● Collected data:
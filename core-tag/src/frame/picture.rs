use std::any::Any;

use super::Framer;
use crate::encoding::TextEncoding;
use crate::error::{Result, TagError};

/// Picture type byte of an attached picture frame.
#[derive(Debug, Clone, Copy, Default, PartialEq, Eq, Hash)]
pub enum PictureType {
    #[default]
    Other,
    FileIcon,
    OtherFileIcon,
    CoverFront,
    CoverBack,
    LeafletPage,
    Media,
    LeadArtist,
    Artist,
    Conductor,
    Band,
    Composer,
    Lyricist,
    RecordingLocation,
    DuringRecording,
    DuringPerformance,
    VideoScreenCapture,
    BrightColouredFish,
    Illustration,
    BandLogotype,
    PublisherLogotype,
}

const PICTURE_TYPES: [PictureType; 21] = [
    PictureType::Other,
    PictureType::FileIcon,
    PictureType::OtherFileIcon,
    PictureType::CoverFront,
    PictureType::CoverBack,
    PictureType::LeafletPage,
    PictureType::Media,
    PictureType::LeadArtist,
    PictureType::Artist,
    PictureType::Conductor,
    PictureType::Band,
    PictureType::Composer,
    PictureType::Lyricist,
    PictureType::RecordingLocation,
    PictureType::DuringRecording,
    PictureType::DuringPerformance,
    PictureType::VideoScreenCapture,
    PictureType::BrightColouredFish,
    PictureType::Illustration,
    PictureType::BandLogotype,
    PictureType::PublisherLogotype,
];

impl PictureType {
    pub fn key(self) -> u8 {
        PICTURE_TYPES
            .iter()
            .position(|&t| t == self)
            .map_or(0, |i| i as u8)
    }

    /// Unknown keys fall back to [`PictureType::Other`].
    pub fn from_key(key: u8) -> Self {
        PICTURE_TYPES
            .get(usize::from(key))
            .copied()
            .unwrap_or_default()
    }
}

/// Attached picture frame (`APIC`).
#[derive(Debug, Clone, Default, PartialEq, Eq)]
pub struct PictureFrame {
    pub encoding: TextEncoding,
    pub mime_type: String,
    pub picture_type: PictureType,
    pub description: String,
    pub picture: Vec<u8>,
}

impl PictureFrame {
    pub(crate) fn parse(id: &str, body: &[u8]) -> Result<Self> {
        let (&key, rest) = body
            .split_first()
            .ok_or_else(|| TagError::corrupted(id, "empty picture frame"))?;
        let encoding = TextEncoding::from_key(key)
            .ok_or_else(|| TagError::corrupted(id, format!("unknown text encoding {}", key)))?;

        // MIME type is always Latin-1
        let (mime_type, rest) = TextEncoding::Iso88591.split_terminated(rest);
        let (&picture_type, rest) = rest
            .split_first()
            .ok_or_else(|| TagError::corrupted(id, "missing picture type"))?;
        let (description, picture) = encoding.split_terminated(rest);

        Ok(Self {
            encoding,
            mime_type: TextEncoding::Iso88591.decode(mime_type),
            picture_type: PictureType::from_key(picture_type),
            description: encoding.decode(description),
            picture: picture.to_vec(),
        })
    }
}

impl Framer for PictureFrame {
    fn body(&self) -> Vec<u8> {
        let mut body = Vec::with_capacity(self.picture.len() + self.mime_type.len() + 16);
        body.push(self.encoding.key());
        body.extend(TextEncoding::Iso88591.encode_terminated(&self.mime_type));
        body.push(self.picture_type.key());
        body.extend(self.encoding.encode_terminated(&self.description));
        body.extend_from_slice(&self.picture);
        body
    }

    fn kind(&self) -> &'static str {
        "picture"
    }

    fn as_any(&self) -> &dyn Any {
        self
    }
}

#[cfg(test)]
mod tests {
    use super::*;

    fn cover() -> PictureFrame {
        PictureFrame {
            encoding: TextEncoding::Utf8,
            mime_type: "image/png".to_string(),
            picture_type: PictureType::CoverFront,
            description: "Front".to_string(),
            picture: vec![0x89, b'P', b'N', b'G', 0, 0, 1],
        }
    }

    #[test]
    fn test_body_layout() {
        let body = cover().body();
        assert_eq!(body[0], 3);
        assert_eq!(&body[1..11], b"image/png\0");
        assert_eq!(body[11], 3);
        assert_eq!(&body[12..18], b"Front\0");
        assert_eq!(&body[18..], &[0x89, b'P', b'N', b'G', 0, 0, 1]);
    }

    #[test]
    fn test_parse_keeps_picture_bytes_with_nulls() {
        let frame = cover();
        assert_eq!(PictureFrame::parse("APIC", &frame.body()).unwrap(), frame);
    }

    #[test]
    fn test_picture_type_keys() {
        assert_eq!(PictureType::CoverFront.key(), 3);
        assert_eq!(PictureType::PublisherLogotype.key(), 0x14);
        assert_eq!(PictureType::from_key(4), PictureType::CoverBack);
        assert_eq!(PictureType::from_key(200), PictureType::Other);
    }

    #[test]
    fn test_parse_truncated() {
        assert!(PictureFrame::parse("APIC", &[3, b'i', 0]).is_err());
    }
}
use thiserror::Error;

#[derive(Error, Debug)]
pub enum BridgeError {
    #[error("Bridge operation failed: {0}")]
    OperationFailed(String),

    #[error("IO error: {0}")]
    Io(#[from] std::io::Error),
}

pub type Result<T> = std::result::Result<T, BridgeError>;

● Task objective: When a line among the entries contains "corrupted", pull that line out.

● Written reply:
            .ok_or_else(|| TagError::corrupted(id, "empty picture frame"))?;
            .ok_or_else(|| TagError::corrupted(id, format!("unknown text encoding {}", key)))?;
            .ok_or_else(|| TagError::corrupted(id, "missing picture type"))?;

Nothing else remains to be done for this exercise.